Measurement of 25-hydroxyvitamin D3 (25OHD3) and 25-hydroxyvitamin D2 (25OHD2) in human serum using liquid chromatography-tandem mass spectrometry and its comparison to a radioimmunoassay method

Background: Measurement of vitamin D molecules are important in the management of patients with bone disease. We developed a liquid chromatography-tandem mass spectrometry (LC-MS/MS) method to measure 25OHD(3) and 25OHD(2) in human serum and compared it to the traditionally used DiaSorin radioimmunoassay (RIA). Methods: Serum samples (200 mu l) were treated with acetonitrile and centrifuged to remove protein.
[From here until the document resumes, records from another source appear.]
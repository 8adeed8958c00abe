//! CLI output formatting utilities.

use crate::memory::Role;
use console::style;
use indicatif::{ProgressBar, ProgressStyle};

/// Output helper for CLI formatting.
pub struct Output;

impl Output {
    /// Print an info message.
    pub fn info(msg: &str) {
        println!("{} {}", style(">>").cyan().bold(), msg);
    }

    /// Print a success message.
    pub fn success(msg: &str) {
        println!("{} {}", style(">>").green().bold(), msg);
    }

    /// Print a warning message.
    pub fn warning(msg: &str) {
        eprintln!("{} {}", style(">>").yellow().bold(), msg);
    }

    /// Print an error message.
    pub fn error(msg: &str) {
        eprintln!("{} {}", style(">>").red().bold(), msg);
    }

    /// Print a header.
    pub fn header(msg: &str) {
        println!("\n{}", style(msg).bold().underlined());
    }

    /// Print a key-value pair.
    pub fn kv(key: &str, value: &str) {
        println!("  {}: {}", style(key).dim(), value);
    }

    /// Print one chat message with the speaker's avatar and name.
    pub fn chat_message(role: Role, avatar: &str, name: &str, content: &str) {
        let speaker = format!("{} {}:", avatar, name);
        let speaker = match role {
            Role::User => style(speaker).green().bold(),
            Role::Assistant => style(speaker).cyan().bold(),
        };
        println!("{} {}\n", speaker, content);
    }

    /// Create a spinner.
    pub fn spinner(msg: &str) -> ProgressBar {
        let pb = ProgressBar::new_spinner();
        if let Ok(spinner) = ProgressStyle::default_spinner().template("{spinner:.green} {msg}") {
            pb.set_style(spinner);
        }
        pb.set_message(msg.to_string());
        pb.enable_steady_tick(std::time::Duration::from_millis(100));
        pb
    }
}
An online solid-phase extraction procedure was used. Calibration solutions (5-100 ng/ml) of 25OHD(2) and 25OHD(3) were prepared using 4% albumin in phosphate-buffered saline. Chromatography: C 18 column, isocratic ethanol/water (83/17, v/v). Mass spectrometry system: atmospheric pressure chemical ionization in the positive ion mode. Transitions: 250HD3, m/z 401.4 -> 383.4; 25OHD(2), m/z 413.4 -> 395.4; and the internal standard hexadeuterated-25OHD(3), m/z 407.7 -> 389.7. Results: Detection limits were 0.49 ng/ml (25OHD(3)) and 1.86 ng/ml (25OHD(2)). Intra- and inter-assay coefficients of variation (CV) were <7% and <11%, respectively, for 250HD3 and <9% and <16%, respectively, for 25OHD(2). Recovery averaged (SD) 99% (2%) for 25OHD(3) and 95% (0.8%) for 25OHD(2). In a method comparison of 551 specimens from the National Health and Nutrition Examination Survey, the LC-MS/MS method gave values that were on average 13% higher (95%CI: 11-15%) than RIA results. Conclusions: This high throughput candidate reference method requires minimal sample preparation and is suitable for routine use for analysis of vitamin D status. (C) 2008 Published by Elsevier B.V.